With the 7%+ generic wind at their back the Democratic Party can win (barring more Diebold type shenanigans) but they can only win if they fight and fight vigorously. If Democrats don't challenge Republicans' ideas the voters will sense something ain't kosher and generic feelings or not, they're not going to vote for a change.


by DownWithTyranny on Mon Feb 06, 2006 at 06:05:44 PM EST

Re: Building a House Landslide, Part I (none / 0)

how much do you take into account issues related to safe districts due to districting?


by bruh21 on Mon Feb 06, 2006 at 07:37:48 PM EST

Re: Building a House Landslide, Part I (3.00 / 1)
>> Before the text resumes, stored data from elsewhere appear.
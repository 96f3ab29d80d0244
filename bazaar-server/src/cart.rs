//! Cart aggregator
//!
//! Per-user mutable basket, source of truth until order placement. Cart
//! mutation races resolve through the store's find-then-increment upsert;
//! carts are not financial state, so exact-once semantics under extreme
//! concurrency are not guaranteed.

use std::sync::Arc;

use crate::catalog::Catalog;
use crate::models::CartLine;
use crate::money::{MAX_QUANTITY, validate_quantity};
use crate::store::MarketStore;
use crate::utils::{ServiceError, ServiceResult, now_millis};

/// Result of a quantity decrease
#[derive(Debug, PartialEq, Eq)]
pub enum CartMutation {
    Updated(i32),
    Removed,
}

#[derive(Clone)]
pub struct CartService {
    store: Arc<MarketStore>,
    catalog: Arc<dyn Catalog>,
}

impl CartService {
    pub fn new(store: Arc<MarketStore>, catalog: Arc<dyn Catalog>) -> Self {
        Self { store, catalog }
    }

    /// Add a product to the cart; an existing line accumulates quantity.
    ///
    /// The catalog is only consulted when a new line is created; the
    /// snapshotted title/price/image are display-only (checkout re-fetches).
    pub async fn add_item(
        &self,
        user_id: &str,
        product_id: &str,
        quantity: i32,
    ) -> ServiceResult<CartLine> {
        validate_quantity(quantity)?;
        let now = now_millis();

        // Fast path: the line already exists, accumulate in place
        {
            let txn = self.store.begin_write()?;
            if let Some(mut line) = self.store.get_cart_line_txn(&txn, user_id, product_id)? {
                line.quantity = accumulate(line.quantity, quantity)?;
                line.updated_at = now;
                self.store.put_cart_line_txn(&txn, &line)?;
                self.store.commit(txn)?;
                return Ok(line);
            }
            // no line yet; drop the transaction before the catalog call
        }

        let product = self
            .catalog
            .product_by_id(product_id)
            .await?
            .ok_or_else(|| ServiceError::NotFound(format!("Product not found: {product_id}")))?;

        let txn = self.store.begin_write()?;
        // Re-check under the writer: a concurrent add may have won the race
        let line = match self.store.get_cart_line_txn(&txn, user_id, product_id)? {
            Some(mut existing) => {
                existing.quantity = accumulate(existing.quantity, quantity)?;
                existing.updated_at = now;
                existing
            }
            None => CartLine::new(
                user_id,
                product_id,
                quantity,
                product.title,
                product.price,
                product.images.first().cloned(),
                now,
            ),
        };
        self.store.put_cart_line_txn(&txn, &line)?;
        self.store.commit(txn)?;

        tracing::debug!(user_id, product_id, quantity = line.quantity, "Cart line upserted");
        Ok(line)
    }

    /// All cart lines for a user
    pub fn list(&self, user_id: &str) -> ServiceResult<Vec<CartLine>> {
        Ok(self.store.cart_lines(user_id)?)
    }

    /// Remove one line; idempotent, reports whether a line existed
    pub fn remove_item(&self, user_id: &str, product_id: &str) -> ServiceResult<bool> {
        let txn = self.store.begin_write()?;
        let removed = self.store.remove_cart_line_txn(&txn, user_id, product_id)?;
        self.store.commit(txn)?;
        Ok(removed)
    }

    /// Delete every line; idempotent no-op when the cart is already empty
    pub fn clear(&self, user_id: &str) -> ServiceResult<usize> {
        let txn = self.store.begin_write()?;
        let removed = self.store.clear_cart_txn(&txn, user_id)?;
        self.store.commit(txn)?;
        Ok(removed)
    }

    /// Increase an existing line's quantity
    pub fn increase(&self, user_id: &str, product_id: &str, quantity: i32) -> ServiceResult<CartLine> {
        validate_quantity(quantity)?;

        let txn = self.store.begin_write()?;
        let mut line = self
            .store
            .get_cart_line_txn(&txn, user_id, product_id)?
            .ok_or_else(|| ServiceError::NotFound("Cart item not found".to_string()))?;
        line.quantity = accumulate(line.quantity, quantity)?;
        line.updated_at = now_millis();
        self.store.put_cart_line_txn(&txn, &line)?;
        self.store.commit(txn)?;
        Ok(line)
    }

    /// Decrease an existing line's quantity; dropping to zero or below
    /// deletes the line and reports it as removed
    pub fn decrease(
        &self,
        user_id: &str,
        product_id: &str,
        quantity: i32,
    ) -> ServiceResult<CartMutation> {
        validate_quantity(quantity)?;

        let txn = self.store.begin_write()?;
        let mut line = self
            .store
            .get_cart_line_txn(&txn, user_id, product_id)?
            .ok_or_else(|| ServiceError::NotFound("Cart item not found".to_string()))?;

        if line.quantity <= quantity {
            self.store.remove_cart_line_txn(&txn, user_id, product_id)?;
            self.store.commit(txn)?;
            return Ok(CartMutation::Removed);
        }

        line.quantity -= quantity;
        line.updated_at = now_millis();
        self.store.put_cart_line_txn(&txn, &line)?;
        self.store.commit(txn)?;
        Ok(CartMutation::Updated(line.quantity))
    }
}

/// Accumulate quantities, keeping the line within bounds
fn accumulate(current: i32, delta: i32) -> ServiceResult<i32> {
    let next = current.saturating_add(delta);
    if next > MAX_QUANTITY {
        return Err(ServiceError::InvalidArgument(format!(
            "quantity exceeds maximum allowed ({MAX_QUANTITY})"
        )));
    }
    Ok(next)
}

#[cfg(test)]
mod tests {
    use super::*;
    use crate::catalog::memory::MemoryCatalog;
    use crate::catalog::ProductInfo;
    use rust_decimal::Decimal;

    fn dec(s: &str) -> Decimal {
        s.parse().unwrap()
    }

    fn setup() -> (CartService, MemoryCatalog) {
        let store = Arc::new(MarketStore::open_in_memory().unwrap());
        let catalog = MemoryCatalog::new();
        catalog.insert(ProductInfo {
            id: "prod-a".to_string(),
            title: "Product A".to_string(),
            price: dec("30.00"),
            seller_id: "seller-1".to_string(),
            images: vec!["https://img/a.jpg".to_string()],
        });
        let service = CartService::new(store, Arc::new(catalog.clone()));
        (service, catalog)
    }

    #[tokio::test]
    async fn test_add_item_snapshots_product() {
        let (service, _) = setup();

        let line = service.add_item("buyer-1", "prod-a", 2).await.unwrap();
        assert_eq!(line.quantity, 2);
        assert_eq!(line.title, "Product A");
        assert_eq!(line.unit_price, dec("30.00"));
        assert_eq!(line.image.as_deref(), Some("https://img/a.jpg"));
    }

    #[tokio::test]
    async fn test_add_item_accumulates_existing_line() {
        let (service, catalog) = setup();

        service.add_item("buyer-1", "prod-a", 2).await.unwrap();
        // An existing line accumulates without consulting the catalog
        catalog.remove("prod-a");
        let line = service.add_item("buyer-1", "prod-a", 3).await.unwrap();
        assert_eq!(line.quantity, 5);
        assert_eq!(service.list("buyer-1").unwrap().len(), 1);
    }

    #[tokio::test]
    async fn test_add_item_unknown_product_fails() {
        let (service, _) = setup();

        let err = service.add_item("buyer-1", "prod-x", 1).await.unwrap_err();
        assert!(matches!(err, ServiceError::NotFound(_)));
        assert!(service.list("buyer-1").unwrap().is_empty());
    }

    #[tokio::test]
    async fn test_add_item_rejects_non_positive_quantity() {
        let (service, _) = setup();

        assert!(matches!(
            service.add_item("buyer-1", "prod-a", 0).await.unwrap_err(),
            ServiceError::InvalidArgument(_)
        ));
        assert!(matches!(
            service.add_item("buyer-1", "prod-a", -3).await.unwrap_err(),
            ServiceError::InvalidArgument(_)
        ));
    }

    #[tokio::test]
    async fn test_decrease_to_zero_removes_line() {
        let (service, _) = setup();

        service.add_item("buyer-1", "prod-a", 2).await.unwrap();
        assert_eq!(
            service.decrease("buyer-1", "prod-a", 1).unwrap(),
            CartMutation::Updated(1)
        );
        assert_eq!(
            service.decrease("buyer-1", "prod-a", 5).unwrap(),
            CartMutation::Removed
        );
        assert!(service.list("buyer-1").unwrap().is_empty());

        let err = service.decrease("buyer-1", "prod-a", 1).unwrap_err();
        assert!(matches!(err, ServiceError::NotFound(_)));
    }

    #[tokio::test]
    async fn test_clear_is_idempotent() {
        let (service, _) = setup();

        service.add_item("buyer-1", "prod-a", 2).await.unwrap();
        assert_eq!(service.clear("buyer-1").unwrap(), 1);
        // Clearing an already-empty cart succeeds silently
        assert_eq!(service.clear("buyer-1").unwrap(), 0);
    }

    #[tokio::test]
    async fn test_increase_missing_line_fails() {
        let (service, _) = setup();

        let err = service.increase("buyer-1", "prod-a", 1).unwrap_err();
        assert!(matches!(err, ServiceError::NotFound(_)));
    }
}
//! Payment API 模块

mod handler;

use axum::{
    Router,
    routing::{get, post},
};

use crate::server::AppState;

pub fn router() -> Router<AppState> {
    Router::new()
        .route("/api/orders/{id}/payment", post(handler::submit_payment))
        .route(
            "/api/payments/receiving-account/{method}",
            get(handler::receiving_account),
        )
}
#[cfg(test)]
mod tests {
    use super::*;
    use crate::models::{Account, CartLine};
    use rust_decimal::Decimal;

    #[test]
    fn test_account_roundtrip() {
        let store = MarketStore::open_in_memory().unwrap();

        let account = Account::new("user-1", 100);
        let txn = store.begin_write().unwrap();
        store.put_account_txn(&txn, &account).unwrap();
        store.commit(txn).unwrap();

        let loaded = store.get_account("user-1").unwrap().unwrap();
        assert_eq!(loaded.user_id, "user-1");
        assert_eq!(loaded.balance, Decimal::ZERO);
        assert!(store.get_account("user-2").unwrap().is_none());
    }

    #[test]
    fn test_uncommitted_transaction_aborts_on_drop() {
        let store = MarketStore::open_in_memory().unwrap();

        {
            let txn = store.begin_write().unwrap();
            let account = Account::new("user-1", 0);
            store.put_account_txn(&txn, &account).unwrap();
            // dropped without commit
        }

        assert!(store.get_account("user-1").unwrap().is_none());
    }

    #[test]
    fn test_cart_prefix_scan_stays_within_user() {
        let store = MarketStore::open_in_memory().unwrap();

        let txn = store.begin_write().unwrap();
        for (user, product) in [("user-a", "p1"), ("user-a", "p2"), ("user-b", "p3")] {
            let line = CartLine::new(user, product, 1, "t", Decimal::ONE, None, 0);
            store.put_cart_line_txn(&txn, &line).unwrap();
        }
        store.commit(txn).unwrap();

        assert_eq!(store.cart_lines("user-a").unwrap().len(), 2);
        assert_eq!(store.cart_lines("user-b").unwrap().len(), 1);

        let txn = store.begin_write().unwrap();
        assert_eq!(store.clear_cart_txn(&txn, "user-a").unwrap(), 2);
        store.commit(txn).unwrap();

        assert!(store.cart_lines("user-a").unwrap().is_empty());
        assert_eq!(store.cart_lines("user-b").unwrap().len(), 1);
    }

    #[test]
    fn test_ledger_index_scans_per_user() {
        let store = MarketStore::open_in_memory().unwrap();

        let entries = vec![
            crate::models::LedgerEntry::order_credit("seller-1", Decimal::TEN, "order-1", 0),
            crate::models::LedgerEntry::order_credit("seller-2", Decimal::ONE, "order-1", 0),
        ];
        let txn = store.begin_write().unwrap();
        store.insert_ledger_entries(&txn, &entries).unwrap();
        store.commit(txn).unwrap();

        assert_eq!(store.ledger_entries_for_user("seller-1").unwrap().len(), 1);
        assert_eq!(store.ledger_entries_for_user("seller-2").unwrap().len(), 1);
        assert!(store.ledger_entries_for_user("seller-3").unwrap().is_empty());
    }
}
The 2004 results for House elections show:

Democrats have more totally safe seats than Republicans.  The goal in gerrymandering is to pack as many Democrats in a few districts as possible.  Democrats won 75 seats with 70% or more of the vote and an additional 17 seats either unopposed or as a walkover.  That's 92 super safe seats.  Republicans won 50 seats with 70% or more and 16 as walkovers and/or unopposed (a total of 66).

On the other side, 36 Republicans won with 57% or less vs. just 17 Democrats.

The best spots for pickups are in the Northeast and Great Lakes states.